■ **Exercise brief**
Count the lines below holding "cache" and answer with that number only.

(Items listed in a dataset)

impl NeverDeleteSet {
    /// A set that protects `paths` and their subtrees.
    pub fn from_paths<I, S>(paths: I) -> Self
    where
        I: IntoIterator<Item = S>,
        S: AsRef<str>,
    {
        Self {
            subtrees: paths
                .into_iter()
                .map(|p| paths::normalize(p.as_ref()))
                .collect(),
            exact: Vec::new(),
            profile_parents: Vec::new(),
        }
    }

    /// Add paths that are protected as themselves only.
    pub fn with_exact<I, S>(mut self, paths: I) -> Self
    where
        I: IntoIterator<Item = S>,
        S: AsRef<str>,
    {
        self.exact
            .extend(paths.into_iter().map(|p| paths::normalize(p.as_ref())));
        self
    }

    /// Add directories whose children are user profiles (`/home`).
    pub fn with_profile_parents<I, S>(mut self, parents: I) -> Self
    where
        I: IntoIterator<Item = S>,
        S: AsRef<str>,
    {
        self.profile_parents
            .extend(parents.into_iter().map(|p| paths::normalize(p.as_ref())));
        self
    }

    /// The Windows list: OS root, system directories, boot files, every
    /// user-profile root and the program-install roots.
    pub fn windows() -> Self {
        Self::from_paths(WINDOWS_NEVER_DELETE)
    }

    /// The Unix list: system trees, every profile under `/home` and `/Users`,
    /// and the current user's home wherever it lives (`/root` under sudo).
    pub fn unix() -> Self {
        let mut set = Self::from_paths(UNIX_NEVER_DELETE)
            .with_exact(UNIX_NEVER_DELETE_EXACT)
            .with_profile_parents(UNIX_PROFILE_PARENTS);
        if let Some(home) = dirs::home_dir() {
            let home = home.to_string_lossy().into_owned();
            set.exact.push(paths::normalize(&home));
            set.subtrees.extend(
                PROTECTED_HOME_DIRS
                    .iter()
                    .map(|d| paths::normalize(&format!("{}/{}", home, d))),
            );
        }
        set
    }

    /// The list for the platform this binary was built for.
    pub fn system_default() -> Self {
        if cfg!(windows) {
            Self::windows()
        } else {
            Self::unix()
        }
    }

    /// The protected entry `normalized` falls under, if any.
    pub fn matching(&self, normalized: &str) -> Option<String> {
        let folded = paths::fold(normalized);

        for entry in &self.exact {
            if paths::fold(entry) == folded {
                return Some(entry.clone());
            }
        }
        for entry in &self.subtrees {
            let hit = if paths::is_volume_root(entry) {
                paths::fold(entry) == folded
            } else {
                paths::is_same_or_under(normalized, entry)
            };
            if hit {
                return Some(entry.clone());
            }
        }
        match self.profile_parts(normalized)? {
            (root, None) => Some(root.to_string()),
            (root, Some(dir)) if is_personal_dir(dir) => Some(format!("{}/{}", root, dir)),
            _ => None,
        }
    }

    /// Whether `normalized` lies in a protected subtree, so that its contents
    /// are off limits as well as the path itself.
    pub fn covers_contents(&self, normalized: &str) -> bool {
        self.subtrees
            .iter()
            .any(|entry| !paths::is_volume_root(entry) && paths::is_same_or_under(normalized, entry))
            || matches!(self.profile_parts(normalized), Some((_, Some(dir))) if is_personal_dir(dir))
    }

    /// Splits a path inside `<parent>/<user>` into the profile root and the
    /// first component below it: `/home/ann/.ssh/x` gives `("/home/ann", Some(".ssh"))`.
    fn profile_parts<'a>(&self, normalized: &'a str) -> Option<(&'a str, Option<&'a str>)> {
        self.profile_parents.iter().find_map(|parent| {
            let head = normalized.get(..parent.len())?;
            if !head.eq_ignore_ascii_case(parent) {
                return None;
            }
            let tail = normalized[parent.len()..].strip_prefix('/')?;
            let (user, below) = match tail.split_once('/') {
                Some((user, rest)) => (user, rest.split('/').next()),
                None => (tail, None),
            };
            if user.is_empty() {
                return None;
            }
            let root = &normalized[..parent.len() + 1 + user.len()];
            Some((root, below.filter(|c| !c.is_empty())))
        })
    }

    /// Every entry, subtree entries first, profile parents last.
    pub fn entries(&self) -> impl Iterator<Item = &str> {
        self.subtrees
            .iter()
            .chain(self.exact.iter())
            .chain(self.profile_parents.iter())
            .map(String::as_str)
    }
}

fn is_personal_dir(name: &str) -> bool {
    PROTECTED_HOME_DIRS
        .iter()
        .any(|dir| dir.eq_ignore_ascii_case(name))
}

/// Pure validation in front of every destructive operation.
///
/// A guard owns its [`NeverDeleteSet`]; production code uses
/// [`PathGuard::system_default`], tests inject a smaller set.
#[derive(Debug, Clone)]
pub struct PathGuard {
    never_delete: NeverDeleteSet,
}

impl Default for PathGuard {
    fn default() -> Self {
        Self::system_default()
    }
}

impl PathGuard {
    pub fn new(never_delete: NeverDeleteSet) -> Self {
        Self { never_delete }
    }

    pub fn system_default() -> Self {
        Self::new(NeverDeleteSet::system_default())
    }

    pub fn never_delete(&self) -> &NeverDeleteSet {
        &self.never_delete
    }

    /// The protected-path test alone: `false` if the path is, or is nested
    /// under, a NEVER_DELETE entry.
    pub fn is_safe(&self, path: &str) -> bool {
        self.never_delete.matching(&paths::normalize(path)).is_none()
    }

    /// Whether everything beneath `path` is protected too. Scanners use this
    /// to decide whether a directory may be descended into at all.
    pub fn protects_contents(&self, path: &Path) -> bool {
        self.never_delete
            .covers_contents(&paths::normalize(&path.to_string_lossy()))
    }

    /// Path-based convenience for [`PathGuard::is_safe`].
    pub fn is_safe_path(&self, path: &Path) -> bool {
        self.is_safe(&path.to_string_lossy())
    }

    /// Full validation. Checks run in a fixed order and the first failure
    /// wins. The only I/O is an `lstat` and, for links, a resolution.
    pub fn validate(&self, path: &str) -> Result<(), BlockReason> {
        if path.trim().is_empty() {
            return Err(BlockReason::EmptyPath);
        }

        let cleaned = paths::normalize(path);
        if !paths::is_absolute(&cleaned) {
            return Err(BlockReason::NotAbsolute);
        }

        if paths::is_volume_root(&cleaned) {
            return Err(BlockReason::DriveRoot);
        }

        if path.split(['/', '\\']).any(|part| part == "..") {
            return Err(BlockReason::Traversal);
        }

        if let Some(c) = path.chars().find(|c| c.is_control() && *c != '\t') {
            return Err(BlockReason::ControlCharacter(c));
        }

        if let Some(entry) = self.never_delete.matching(&cleaned) {
            return Err(BlockReason::Protected { matched: entry });
        }

        self.check_link_target(path)
    }

    /// Path-based convenience for [`PathGuard::validate`].
    pub fn validate_path(&self, path: &Path) -> Result<(), BlockReason> {
        self.validate(&path.to_string_lossy())
    }

    /// Symlinks and reparse points are re-checked against their resolved
    /// target. A link that cannot be resolved is refused.
    fn check_link_target(&self, path: &str) -> Result<(), BlockReason> {
        let is_link = std::fs::symlink_metadata(path)
            .map(|m| m.file_type().is_symlink())
            .unwrap_or(false);
        if !is_link {
            return Ok(());
        }

        let resolved = std::fs::canonicalize(path).map_err(|_| BlockReason::UnresolvableSymlink)?;
        let resolved = paths::normalize(&resolved.to_string_lossy());
        if self.never_delete.matching(&resolved).is_some() || paths::is_volume_root(&resolved) {
            return Err(BlockReason::SymlinkToProtected { target: resolved });
        }
        Ok(())
    }
}

/// Maximum number of items to delete in a single operation without an
/// explicit override.
pub const MAX_FILES_PER_OPERATION: usize = 100_000;

/// Total bytes above which a batch needs an explicit override (50 GB).
pub const MAX_BYTES_WARNING_THRESHOLD: u64 = 50 * 1024 * 1024 * 1024;

/// Sanity limits checked before a batch is executed.
pub fn validate_clean_operation(file_count: usize, total_bytes: u64) -> Result<(), String> {
    if file_count > MAX_FILES_PER_OPERATION {
        return Err(format!(
            "Operation would affect {} files (limit: {}). Use --yes to override.",
            file_count, MAX_FILES_PER_OPERATION
        ));
    }

    if total_bytes > MAX_BYTES_WARNING_THRESHOLD {
        return Err(format!(
            "Operation would delete {} (>{} threshold). Use --yes to override.",
            super::format::format_size(total_bytes),
            super::format::format_size(MAX_BYTES_WARNING_THRESHOLD),
        ));
    }

    Ok(())
}

#[cfg(test)]
mod tests {
    use super::*;

    fn windows_guard() -> PathGuard {
        PathGuard::new(NeverDeleteSet::windows())
    }

    #[test]
    fn test_windows_set_blocks_system_dirs_case_insensitively() {
        let guard = windows_guard();
        for p in [r"C:\Windows", r"c:\windows", r"C:\WINDOWS", r"C:\Program Files"] {
            assert!(!guard.is_safe(p), "{} must be protected", p);
        }
    }

    #[test]
    fn test_windows_set_blocks_nested_paths() {
        let guard = windows_guard();
        assert!(!guard.is_safe(r"C:\Windows\System32\drivers\etc\hosts"));
        assert!(!guard.is_safe(r"C:\Users\dev\AppData\Local\Temp"));
    }

    #[test]
    fn test_windows_set_allows_siblings() {
        let guard = windows_guard();
        assert!(guard.is_safe(r"C:\WindowsApps"));
        assert!(guard.is_safe(r"D:\Scratch\build"));
        assert!(guard.is_safe(r"C:\Temp\x.log"));
    }

    #[test]
    fn test_exact_entries_do_not_cover_children() {
        let set = NeverDeleteSet::from_paths(["/srv/data"]).with_exact(["/home"]);
        let guard = PathGuard::new(set);
        assert!(!guard.is_safe("/home"));
        assert!(guard.is_safe("/home/dev/.cache/x"));
        assert!(!guard.is_safe("/srv/data/x"));
        assert!(!guard.protects_contents(Path::new("/home")));
        assert!(guard.protects_contents(Path::new("/srv/data")));
    }

    #[test]
    fn test_unix_default_protects_home_and_system() {
        let guard = PathGuard::new(NeverDeleteSet::unix());
        assert!(!guard.is_safe("/usr/bin/ls"));
        assert!(!guard.is_safe("/etc"));
        assert!(!guard.is_safe("/"));
        if let Some(home) = dirs::home_dir() {
            assert!(!guard.is_safe_path(&home));
            assert!(!guard.is_safe_path(&home.join("Documents/report.pdf")));
            assert!(!guard.is_safe_path(&home.join(".ssh/id_ed25519")));
            assert!(guard.is_safe_path(&home.join(".cache/pip/x.whl")));
        }
    }

    #[test]
    fn test_every_profile_root_is_protected() {
        let guard = PathGuard::new(NeverDeleteSet::unix());
        for p in [
            "/home/someone_else",
            "/home/someone_else/Documents",
            "/home/someone_else/documents/taxes.pdf",
            "/home/someone_else/.ssh/id_rsa",
            "/Users/Alice",
            "/Users/Alice/Desktop/notes.txt",
        ] {
            assert!(
                matches!(guard.validate(p), Err(BlockReason::Protected { .. })),
                "{} must be protected",
                p
            );
        }
        assert!(guard.is_safe("/home/someone_else/.cache/pip/x.whl"));
        assert!(guard.is_safe("/home/someone_else/project/target/debug/x.o"));
        assert!(guard.protects_contents(Path::new("/home/someone_else/Documents")));
        assert!(!guard.protects_contents(Path::new("/home/someone_else")));
        assert!(!guard.protects_contents(Path::new("/home/someone_else/.cache")));
    }

    #[test]
    fn test_profile_match_names_the_root() {
        let set = NeverDeleteSet::from_paths(Vec::<&str>::new()).with_profile_parents(["/home"]);
        assert_eq!(set.matching("/home/ann").as_deref(), Some("/home/ann"));
        assert_eq!(set.matching("/home/ann/.ssh/k").as_deref(), Some("/home/ann/.ssh"));
        assert_eq!(set.matching("/home/ann/.cache/k"), None);
        assert_eq!(set.matching("/homes/ann"), None);
        assert_eq!(set.matching("/home"), None);
    }

    #[test]
    fn test_unix_system_mounts_are_protected() {
        let guard = PathGuard::new(NeverDeleteSet::unix());
        for p in ["/run", "/run/user/1000/x", "/srv", "/srv/www/index.html", "/mnt/data", "/media/usb", "/snap/core"] {
            assert!(!guard.is_safe(p), "{} must be protected", p);
        }
    }

    #[test]
    fn test_validate_order_and_reasons() {
        let guard = windows_guard();
        assert_eq!(guard.validate("  "), Err(BlockReason::EmptyPath));
        assert_eq!(guard.validate(r"relative\x"), Err(BlockReason::NotAbsolute));
        assert_eq!(guard.validate(r"C:\"), Err(BlockReason::DriveRoot));
        assert_eq!(guard.validate(r"C:\a\..\..\b"), Err(BlockReason::Traversal));
        assert_eq!(
            guard.validate("C:\\dir\x01name\\file"),
            Err(BlockReason::ControlCharacter('\u{1}'))
        );
        assert!(matches!(
            guard.validate(r"C:\Windows\Temp\x"),
            Err(BlockReason::Protected { .. })
        ));
        assert_eq!(guard.validate(r"C:\Scratch\a.tmp"), Ok(()));
    }

    #[test]
    fn test_tab_is_allowed() {
        let guard = windows_guard();
        assert_eq!(guard.validate("C:\\Scratch\\odd\tname.tmp"), Ok(()));
    }

    #[test]
    fn test_validate_clean_within_limits() {
        assert!(validate_clean_operation(100, 1024 * 1024).is_ok());
    }

    #[test]
    fn test_validate_clean_too_many_files() {
        assert!(validate_clean_operation(MAX_FILES_PER_OPERATION + 1, 1024).is_err());
    }

    #[test]
    fn test_validate_clean_too_many_bytes() {
        assert!(validate_clean_operation(10, MAX_BYTES_WARNING_THRESHOLD + 1).is_err());
    }
}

■ **Result below**
5